In the Aug. 21 issue of Current Biology, authors Dustin Rubenstein and Irby Lovette report that among African starlings, cooperative breeding is most common among species that live in savannas, where the rainfall varies greatly from one year to the next.
"When you don't know what conditions you will be facing in the next breeding season, it pays -- in an evolutionary sense -- to live and breed in family groups because more chicks survive over the long haul," said lead author Rubenstein, Cornell Ph.D. '06, now at the University of California-Berkeley, who started the study as a graduate student in the Fuller Evolutionary Biology Program at the Cornell Lab of Ornithology.

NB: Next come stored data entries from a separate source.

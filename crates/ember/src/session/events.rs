use std::net::SocketAddr;

use crate::dispatch::TreeEvent;
use crate::glow::{TreePath, Value};
use crate::matrix::MatrixChange;
use crate::subscribers::PeerId;

#[derive(Debug, Clone)]
pub enum ServerEvent {
    Listening {
        addr: SocketAddr,
    },
    ConnectionOpened {
        peer: PeerId,
        addr: SocketAddr,
    },
    ConnectionClosed {
        peer: PeerId,
        addr: SocketAddr,
        reason: DisconnectReason,
    },
    RequestReceived {
        peer: PeerId,
        addr: SocketAddr,
        path: Option<TreePath>,
    },
    ValueChanged {
        path: TreePath,
        identifier: Option<String>,
        value: Value,
        origin: Option<SocketAddr>,
    },
    MatrixChanged {
        path: TreePath,
        target: u32,
        sources: Vec<u32>,
    },
    MatrixConnect {
        path: TreePath,
        target: u32,
        sources: Vec<u32>,
    },
    MatrixDisconnect {
        path: TreePath,
        target: u32,
        sources: Vec<u32>,
    },
    Invoked {
        path: TreePath,
        invocation_id: Option<u32>,
        success: bool,
    },
    Error {
        addr: Option<SocketAddr>,
        message: String,
    },
}

impl ServerEvent {
    pub(crate) fn from_tree(event: TreeEvent, origin: Option<SocketAddr>) -> Self {
        match event {
            TreeEvent::ValueChanged {
                path,
                identifier,
                value,
            } => ServerEvent::ValueChanged {
                path,
                identifier,
                value,
                origin,
            },
            TreeEvent::Matrix {
                path,
                change,
                target,
                sources,
            } => match change {
                MatrixChange::Changed => ServerEvent::MatrixChanged {
                    path,
                    target,
                    sources,
                },
                MatrixChange::Connected => ServerEvent::MatrixConnect {
                    path,
                    target,
                    sources,
                },
                MatrixChange::Disconnected => ServerEvent::MatrixDisconnect {
                    path,
                    target,
                    sources,
                },
            },
        }
    }
}

#[derive(Debug, Clone, Copy, PartialEq, Eq)]
pub enum DisconnectReason {
    Closed,
    Shutdown,
    Error,
}

impl DisconnectReason {
    pub fn as_str(&self) -> &'static str {
        match self {
            DisconnectReason::Closed => "disconnected",
            DisconnectReason::Shutdown => "closed on shutdown",
            DisconnectReason::Error => "dropped after a stream error",
        }
    }
}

"It's similar to the way humans group together in the face of uncertainty and buy mutual funds: We're pooling our risk and working together to mitigate an uncertain future," added Lovette, director of the Fuller Evolutionary Biology Program. "Birds that breed in groups buffer the effects of an uncertain environment."
To look for patterns in the breeding behaviors of starlings and the environments in which they live -- including savannas, deserts and tropical forests -- Rubenstein and Lovette examined rainfall patterns at thousands of African sites over more than a century.
To consider the evolutionary relationships among dozens of starling species, they also collected starling DNA samples from museums and from expeditions to East Africa, where they dodged lions, water buffalo, rhinos and other wildlife to capture the birds. Using the DNA, they constructed an evolutionary tree that showed how breeding behavior has evolved over millions of years.
"What's important here is how many times behavior changed," said Lovette. "If you find the same pattern consistently repeated, you can be confident of cause and effect. In this case, we found cooperative breeding evolved when different starling species moved to the savanna, where rainfall varies enormously from year to year. And we found that it's not the amount of rainfall that really matters, but rather whether the rainfall pattern is predictable in advance."
Other factors must also play a role in the evolution of cooperative breeding, and future studies may be able to isolate more of them. Rubenstein wonders if more birds will start cooperating if weather extremes predicted as a result of global climate change materialize. "By studying how animals have already adapted to unpredictable environments," he said, "we may get an idea how behavior could change in the future -- including our own."